Tutto era cominciato agli inizi degli anni settanta: nativo di Torviscosa (Ud), a 15 anni Daniele suonava già la batteria, girava il mondo, sognava di diventare Ringo Starr, e capitò per caso a Cavasso Nuovo, dove lo avevano chiamato in una balera a sostituire un collega ammalato per un concerto. Incontrò Angelina, se ne innamorò. Era il 2 novembre del 1970, lui se lo ricorda ancora, come fosse oggi. Cinque anni più tardi erano marito e moglie. La storia de Ai Cacciatori inizia invece nel 1977, l’anno successivo al devastante terremoto del Friuli: “Costruii un prefabbricato a spese mie, in piazza, con i materiali forniti da mio suocero e cominciai ad offrire cicchetti, ombre e fritturine”.
Il locale si chiamava Osteria Mocambo (tre anni prima Paolo Conte aveva scritto “La ricostruzione del Mocambo”, una delle sue tante intuizioni poetiche, e chissà se per il nome Danel si era ispirato alla canzone del maestro). L’idea funzionava, il prefabbricato, poco più che una baracca, due anni più tardi divenne una trattoria ma da un’altra parte del paese, in Piazza Vittoria Emanuele, il Là di Danel, cioè “da Daniele” in friulano. Angelina cominciò a cucinare, e da autentica autodidatta sarebbe diventata una bravissima cuoca: “Ce l’aveva nel sangue senza saperlo, ora mi fa da badante” sorride. Il 1992, dopo una breve esperienza da dipendente al Picaròn di San Daniele (“Mi servì per imparare, per diventare più bravo”), l'occasione da prendere al volo: subentra nella gestione di un’osteria di parenti della moglie, con vendita di tabacchi e “coloniali”. Nasce la Trattoria Ai Cacciatori.

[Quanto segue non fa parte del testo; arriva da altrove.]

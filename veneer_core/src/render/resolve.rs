// Copyright 2026 the Veneer Authors
// SPDX-License-Identifier: Apache-2.0 OR MIT

//! Folding a render spec into per-surface placement.
//!
//! Resolution walks the spec top-down with a [`ParentContext`] and a *size
//! context*: the transform in effect where the most recent size was
//! established. Align offsets are expressed in the parent's size, so they
//! are rotated and scaled by that size context rather than by the transform
//! accumulated since.
//!
//! For a [`ModifiedSpec`](super::ModifiedSpec) the steps are:
//!
//! 1. Opacity multiplies into the parent's.
//! 2. Transform composes as `parent * own`.
//! 3. An origin replaces the inherited one; the size context for children
//!    becomes the parent transform.
//! 4. An align replaces the inherited one.
//! 5. A size replaces the inherited size component-wise. If set, the pending
//!    align offset and origin offset are folded into the transform now and
//!    both are cleared for the subtree.
//!
//! At a surface any pending align (falling back to the pending origin) is
//! applied against the context size, and the pending origin is applied
//! against the surface's own size.

use alloc::collections::BTreeMap;

use kurbo::Size;

use super::{RenderSpec, Surface, SurfaceId};
use crate::transform::Transform3d;

/// The inherited state passed down during resolution.
#[derive(Clone, Copy, Debug, PartialEq)]
pub struct ParentContext {
    /// Accumulated transform.
    pub transform: Transform3d,
    /// Accumulated opacity.
    pub opacity: f64,
    /// Pending origin, not yet folded into `transform`.
    pub origin: Option<[f64; 2]>,
    /// Pending align, not yet folded into `transform`.
    pub align: Option<[f64; 2]>,
    /// Size of the enclosing context.
    pub size: Size,
}

impl ParentContext {
    /// The context at the root of a render context of `size`.
    #[must_use]
    pub const fn root(size: Size) -> Self {
        Self {
            transform: Transform3d::IDENTITY,
            opacity: 1.0,
            origin: None,
            align: None,
            size,
        }
    }
}

/// Final placement of one surface for one frame.
#[derive(Clone, Debug)]
pub struct ResolvedSurface {
    /// The surface being placed.
    pub surface: Surface,
    /// Transform from the context's top-left corner to the surface's
    /// top-left corner, origin offset included.
    pub transform: Transform3d,
    /// Effective opacity.
    pub opacity: f64,
    /// Size the surface is laid out at.
    pub size: Size,
    /// Origin the surface was placed by.
    pub origin: [f64; 2],
}

/// Every visible surface of a frame, keyed by identity.
pub type ResolvedFrame = BTreeMap<SurfaceId, ResolvedSurface>;

/// Resolves `spec` under `root`.
///
/// A surface reached more than once keeps the placement of the last
/// occurrence in traversal order.
#[must_use]
pub fn resolve(spec: &RenderSpec, root: &ParentContext) -> ResolvedFrame {
    let mut out = ResolvedFrame::new();
    resolve_into(spec, root, Transform3d::IDENTITY, &mut out);
    out
}

fn is_nonzero(v: [f64; 2]) -> bool {
    v[0] != 0.0 || v[1] != 0.0
}

fn resolve_into(
    spec: &RenderSpec,
    ctx: &ParentContext,
    size_context: Transform3d,
    out: &mut ResolvedFrame,
) {
    match spec {
        RenderSpec::Empty => {}
        RenderSpec::Surface(surface) => {
            let resolved = place_surface(surface, ctx, size_context);
            out.insert(surface.id(), resolved);
        }
        RenderSpec::Group(specs) => {
            for spec in specs {
                resolve_into(spec, ctx, size_context, out);
            }
        }
        RenderSpec::Modified(m) => {
            let mut next = *ctx;
            let mut next_size_context = size_context;

            if let Some(opacity) = m.opacity {
                next.opacity = ctx.opacity * opacity;
            }
            if let Some(transform) = m.transform {
                next.transform = ctx.transform * transform;
            }
            if let Some(origin) = m.origin {
                next.origin = Some(origin);
                next_size_context = ctx.transform;
            }
            if let Some(align) = m.align {
                next.align = Some(align);
            }
            if let Some(size) = m.size {
                let parent = ctx.size;
                next.size = Size::new(
                    size[0].unwrap_or(parent.width),
                    size[1].unwrap_or(parent.height),
                );
                if let Some(align) = next.align.filter(|a| is_nonzero(*a)) {
                    let offset = size_context.transform_vector([
                        align[0] * parent.width,
                        align[1] * parent.height,
                        0.0,
                    ]);
                    next.transform = next.transform.then_move(offset);
                }
                if let Some(origin) = next.origin.filter(|o| is_nonzero(*o)) {
                    next.transform = next.transform.move_then([
                        -origin[0] * next.size.width,
                        -origin[1] * next.size.height,
                        0.0,
                    ]);
                }
                next_size_context = ctx.transform;
                next.origin = None;
                next.align = None;
            }

            resolve_into(&m.target, &next, next_size_context, out);
        }
    }
}

fn place_surface(
    surface: &Surface,
    ctx: &ParentContext,
    size_context: Transform3d,
) -> ResolvedSurface {
    let mut transform = ctx.transform;
    if let Some(align) = ctx.align.or(ctx.origin).filter(|a| is_nonzero(*a)) {
        let offset = size_context.transform_vector([
            align[0] * ctx.size.width,
            align[1] * ctx.size.height,
            0.0,
        ]);
        transform = transform.then_move(offset);
    }

    let own = surface.size().unwrap_or([None, None]);
    let size = Size::new(
        own[0].unwrap_or(ctx.size.width),
        own[1].unwrap_or(ctx.size.height),
    );

    let origin = ctx.origin.unwrap_or([0.0, 0.0]);
    if is_nonzero(origin) {
        transform = transform.move_then([-origin[0] * size.width, -origin[1] * size.height, 0.0]);
    }

    ResolvedSurface {
        surface: surface.clone(),
        transform,
        opacity: ctx.opacity,
        size,
        origin,
    }
}

#[cfg(test)]
mod tests {
    use alloc::boxed::Box;
    use alloc::vec;

    use super::*;
    use crate::render::{Modifier, ModifiedSpec, RenderNode};

    const ROOT: Size = Size::new(800.0, 600.0);

    fn wrap(m: ModifiedSpec) -> RenderSpec {
        RenderSpec::Modified(Box::new(m))
    }

    fn spec(target: RenderSpec) -> ModifiedSpec {
        ModifiedSpec {
            transform: None,
            opacity: None,
            origin: None,
            align: None,
            size: None,
            target,
        }
    }

    fn approx(a: [f64; 3], b: [f64; 3]) {
        for i in 0..3 {
            assert!((a[i] - b[i]).abs() < 1e-9, "{a:?} != {b:?}");
        }
    }

    fn only(frame: &ResolvedFrame) -> &ResolvedSurface {
        assert_eq!(frame.len(), 1);
        frame.values().next().unwrap()
    }

    #[test]
    fn bare_surface_fills_the_root() {
        let s = Surface::default();
        let frame = resolve(&RenderSpec::Surface(s.clone()), &ParentContext::root(ROOT));
        let r = &frame[&s.id()];
        assert_eq!(r.transform, Transform3d::IDENTITY);
        assert_eq!(r.opacity, 1.0);
        assert_eq!(r.size, ROOT);
        assert_eq!(r.origin, [0.0, 0.0]);
    }

    #[test]
    fn opacity_multiplies_down_the_tree() {
        let root = RenderNode::new();
        root.add(Modifier::new().with_opacity(0.5))
            .add(Modifier::new().with_opacity(0.25))
            .add(Surface::default());
        let frame = resolve(&root.render(), &ParentContext::root(ROOT));
        assert_eq!(only(&frame).opacity, 0.125);
    }

    #[test]
    fn zero_opacity_hides_the_whole_subtree() {
        let root = RenderNode::new();
        root.add(Modifier::new().with_opacity(0.0))
            .add(Modifier::new().with_opacity(0.8))
            .add(Surface::default());
        let frame = resolve(&root.render(), &ParentContext::root(ROOT));
        assert_eq!(only(&frame).opacity, 0.0);
    }

    #[test]
    fn size_is_inherited_or_overridden() {
        let root = RenderNode::new();
        root.add(Modifier::new().with_size([Some(200.0), Some(200.0)]))
            .add(Surface::default());
        let frame = resolve(&root.render(), &ParentContext::root(ROOT));
        assert_eq!(only(&frame).size, Size::new(200.0, 200.0));

        let partial = RenderNode::new();
        partial
            .add(Modifier::new().with_size([Some(100.0), None]))
            .add(Surface::default());
        let frame = resolve(&partial.render(), &ParentContext::root(ROOT));
        assert_eq!(only(&frame).size, Size::new(100.0, 600.0));
    }

    #[test]
    fn surface_own_size_wins_per_component() {
        let s = Surface::default().with_size([None, Some(10.0)]);
        let frame = resolve(&RenderSpec::Surface(s), &ParentContext::root(ROOT));
        assert_eq!(only(&frame).size, Size::new(800.0, 10.0));
    }

    #[test]
    fn centered_sized_box() {
        let root = RenderNode::new();
        root.add(
            Modifier::new()
                .with_size([Some(100.0), Some(100.0)])
                .with_origin([0.5, 0.5])
                .with_align([0.5, 0.5]),
        )
        .add(Surface::default());
        let frame = resolve(&root.render(), &ParentContext::root(ROOT));
        let r = only(&frame);
        approx(r.transform.translation(), [350.0, 250.0, 0.0]);
        // Origin and align were consumed by the size.
        assert_eq!(r.origin, [0.0, 0.0]);
    }

    #[test]
    fn origin_alone_centers_a_sized_surface() {
        let root = RenderNode::new();
        root.add(Modifier::new().with_origin([0.5, 0.5]))
            .add(Surface::default().with_size([Some(20.0), Some(10.0)]));
        let frame = resolve(&root.render(), &ParentContext::root(ROOT));
        let r = only(&frame);
        approx(r.transform.translation(), [390.0, 295.0, 0.0]);
        assert_eq!(r.origin, [0.5, 0.5]);
    }

    #[test]
    fn child_transform_applies_before_parent() {
        let root = RenderNode::new();
        root.add(Modifier::new().with_transform(Transform3d::from_translation(10.0, 0.0, 0.0)))
            .add(
                Modifier::new()
                    .with_transform(Transform3d::from_rotation_z(core::f64::consts::FRAC_PI_2)),
            )
            .add(Surface::default());
        let frame = resolve(&root.render(), &ParentContext::root(ROOT));
        let t = only(&frame).transform;
        approx(t.transform_point([0.0, 0.0, 0.0]), [10.0, 0.0, 0.0]);
        approx(t.transform_point([1.0, 0.0, 0.0]), [10.0, 1.0, 0.0]);
    }

    #[test]
    fn align_is_measured_in_the_parent_size_context() {
        // The parent size was established at the root, so the scale below
        // it does not stretch the align offset.
        let inner = spec(RenderSpec::Surface(Surface::default()));
        let sized = ModifiedSpec {
            size: Some([Some(10.0), Some(10.0)]),
            align: Some([1.0, 0.0]),
            ..spec(wrap(inner))
        };
        let scaled = ModifiedSpec {
            transform: Some(Transform3d::from_scale(2.0, 2.0, 1.0)),
            ..spec(wrap(sized))
        };
        let frame = resolve(&wrap(scaled), &ParentContext::root(Size::new(100.0, 100.0)));
        approx(only(&frame).transform.translation(), [100.0, 0.0, 0.0]);
    }

    #[test]
    fn last_occurrence_of_a_surface_wins() {
        let s = Surface::default();
        let group = RenderSpec::Group(vec![
            wrap(ModifiedSpec {
                opacity: Some(0.5),
                ..spec(RenderSpec::Surface(s.clone()))
            }),
            wrap(ModifiedSpec {
                opacity: Some(0.25),
                ..spec(RenderSpec::Surface(s.clone()))
            }),
        ]);
        let frame = resolve(&group, &ParentContext::root(ROOT));
        assert_eq!(frame[&s.id()].opacity, 0.25);
    }

    #[test]
    fn empty_resolves_to_nothing() {
        assert!(resolve(&RenderSpec::Empty, &ParentContext::root(ROOT)).is_empty());
    }
}
// Copyright 2026 the Veneer Authors
// SPDX-License-Identifier: Apache-2.0 OR MIT

//! Frame timing.

/// A frame opportunity delivered by the backend's tick source.
#[derive(Clone, Copy, Debug, PartialEq)]
pub struct FrameTick {
    /// Current time in milliseconds, on the same clock as input timestamps.
    pub now_ms: f64,
    /// Monotonically increasing frame counter.
    pub frame_index: u64,
}

impl FrameTick {
    /// Creates a tick.
    #[inline]
    #[must_use]
    pub const fn new(frame_index: u64, now_ms: f64) -> Self {
        Self {
            now_ms,
            frame_index,
        }
    }
}
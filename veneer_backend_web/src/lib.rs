// Copyright 2026 the Veneer Authors
// SPDX-License-Identifier: Apache-2.0 OR MIT

//! Web backend for veneer.
//!
//! This crate provides integration with browser APIs:
//!
//! - [`RafLoop`]: `requestAnimationFrame` tick source, optionally stepping an
//!   engine and following window resizes
//! - [`DomPresenter`]: commits frame changes to pooled DOM elements
//! - [`DomContainer`]: the DOM side of the element pool, and its measured size
//! - [`TouchAdapter`]: DOM touch events as core touch input
//!
//! A typical page wires them up like this:
//!
//! ```rust,ignore
//! let engine = Rc::new(RefCell::new(Engine::<DomPresenter>::default()));
//! // `None` sizes the context from the container's client size.
//! let id = engine
//!     .borrow_mut()
//!     .create_context(None, ContextConfig::DEFAULT, DomPresenter::new(root.clone()));
//! let mut touches = TouchAdapter::new(root.into());
//! touches.output().pipe(&pinch);
//! touches.start();
//! let raf = RafLoop::for_engine(Rc::clone(&engine));
//! raf.start();
//! ```
//!
//! Diagnostics go through `tracing`. The crate never installs a subscriber;
//! applications that want the messages in the browser console install one
//! themselves, e.g. `tracing-wasm`.

#![no_std]

extern crate alloc;

mod container;
mod input;
mod presenter;
mod raf;
mod resize;

pub use container::DomContainer;
pub use input::TouchAdapter;
pub use presenter::DomPresenter;
pub use raf::RafLoop;
pub use veneer_core::backend::Presenter;

/// Returns the current time in milliseconds from `performance.now()`.
///
/// This is the clock that [`RafLoop`] ticks and touch timestamps are on, so
/// it is the `now_ms` to pass when starting a transition outside a frame.
#[must_use]
pub fn now_ms() -> f64 {
    raf::performance_now()
}
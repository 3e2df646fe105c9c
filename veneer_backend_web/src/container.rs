// Copyright 2026 the Veneer Authors
// SPDX-License-Identifier: Apache-2.0 OR MIT

//! DOM container for the element pool.

use kurbo::Size;
use veneer_core::pool::{Container, ElementKind};
use web_sys::Element;

/// A DOM element that pooled surface elements are appended under.
#[derive(Clone, Debug, PartialEq, Eq)]
pub struct DomContainer(pub Element);

impl DomContainer {
    /// Wraps `element`.
    #[must_use]
    pub fn new(element: Element) -> Self {
        Self(element)
    }

    /// Returns the wrapped element.
    #[must_use]
    pub fn element(&self) -> &Element {
        &self.0
    }

    /// Returns the element's client size in CSS pixels.
    ///
    /// Zero for a detached or `display: none` element.
    #[must_use]
    pub fn size(&self) -> Size {
        Size::new(
            f64::from(self.0.client_width()),
            f64::from(self.0.client_height()),
        )
    }
}

impl Container for DomContainer {
    type Element = Element;

    fn create_element(&self, kind: ElementKind) -> Option<Element> {
        let document = self.0.owner_document()?;
        document.create_element(kind.as_str()).ok()
    }

    fn append_child(&self, element: &Element) {
        if self.0.append_child(element).is_err() {
            tracing::warn!("append_child rejected by the DOM");
        }
    }

    fn remove_child(&self, element: &Element) -> bool {
        self.0.remove_child(element).is_ok()
    }

    fn first_child(&self) -> Option<Element> {
        self.0.first_element_child()
    }

    fn has_child_nodes(&self) -> bool {
        self.0.child_element_count() > 0
    }

    fn kind_of(element: &Element) -> Option<ElementKind> {
        ElementKind::from_tag(&element.tag_name())
    }
}
// Copyright 2026 the Veneer Authors
// SPDX-License-Identifier: Apache-2.0 OR MIT

//! Retained render tree, element pooling, and event routing for DOM
//! compositing.
//!
//! `veneer_core` holds everything about a scene that does not touch a
//! platform: the render tree, how it resolves into positioned surfaces,
//! which surfaces changed since the last frame, how native elements are
//! recycled, and how input flows through gesture recognizers into
//! application state. It is `no_std` compatible (with `alloc`).
//!
//! # Architecture
//!
//! ```text
//!   Backend (tick source)
//!       │ FrameTick
//!       ▼
//!   Engine::step ──► prerender ──► tasks ──► Context::update_into
//!                                                 │
//!            RenderNode::render ──► RenderSpec ───┘
//!                                       │ resolve
//!                                       ▼
//!                            ResolvedFrame ──► FrameChanges ──► Presenter::apply
//!                                                                   │
//!                                                 ElementAllocator ◄┘
//! ```
//!
//! **[`render`]**: The retained tree. [`RenderNode`](render::RenderNode)s
//! hold either a [`Modifier`](render::Modifier) (transform, opacity, origin,
//! align, size, any of which may be computed per frame) or a renderable
//! [`Surface`](render::Surface). Rendering yields a
//! [`RenderSpec`](render::RenderSpec), which
//! [`resolve`](render::resolve) flattens into one absolute
//! placement per surface.
//!
//! **[`context`]**: A root node with a size. Each update diffs the resolved
//! frame against the previous one and reports the differences as
//! [`FrameChanges`](context::FrameChanges).
//!
//! **[`dirty`]**: The change channels, tracked with `understory_dirty`.
//!
//! **[`engine`]**: The per-frame driver that runs frame events, queued tasks,
//! and every context's update and present.
//!
//! **[`backend`]**: The [`Presenter`](backend::Presenter) trait that platform
//! backends implement to commit frame changes.
//!
//! **[`pool`]**: [`ElementAllocator`](pool::ElementAllocator), which reuses
//! detached native elements per element kind.
//!
//! **[`event`]**: Typed publish/subscribe handlers with pipes, arbiters,
//! filters, and mappers.
//!
//! **[`input`]**: Touch events, two-finger gesture syncs, and accumulators.
//!
//! **[`transition`]**: Values that move towards a target over time.
//!
//! **[`transform`]**: 3D affine transform type for surface placement.
//!
//! # Crate features
//!
//! - `std` (disabled by default): Enables `std` support in dependencies.

#![no_std]
#![cfg_attr(docsrs, feature(doc_auto_cfg))]

extern crate alloc;

pub mod backend;
pub mod context;
pub mod dirty;
pub mod engine;
pub mod error;
pub mod event;
pub mod input;
pub mod pool;
pub mod render;
pub mod timing;
pub mod transform;
pub mod transition;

La cantina e i piatti tipici
Danel - "oste per amore" - cominciò a girare per il territorio, a cercare cose buone, a costruire una cantina sempre più bella e importante “Che piano piano sto smaltendo, soprattutto ad appassionati, dice Danel, ma qualcosa per me lo tengo perché un goccio ogni tanto mi è permesso”, capace di accompagnare (e a prezzi onestissimi) le meraviglie che uscivano dalla cucina, frutto del talento di Angelina: Gnocchetti di pane e farro con sugo di cinghiale, Blecs di grano saraceno o castagne con ragù di lepre o di agnello, Risotto con Scjaglin (vino bianco autoctono dello Spilimberghese) e formadi frant, Tortelli con il radic di mont, il radicchio di montagna, la celeberrima Pitina della famiglia Bier.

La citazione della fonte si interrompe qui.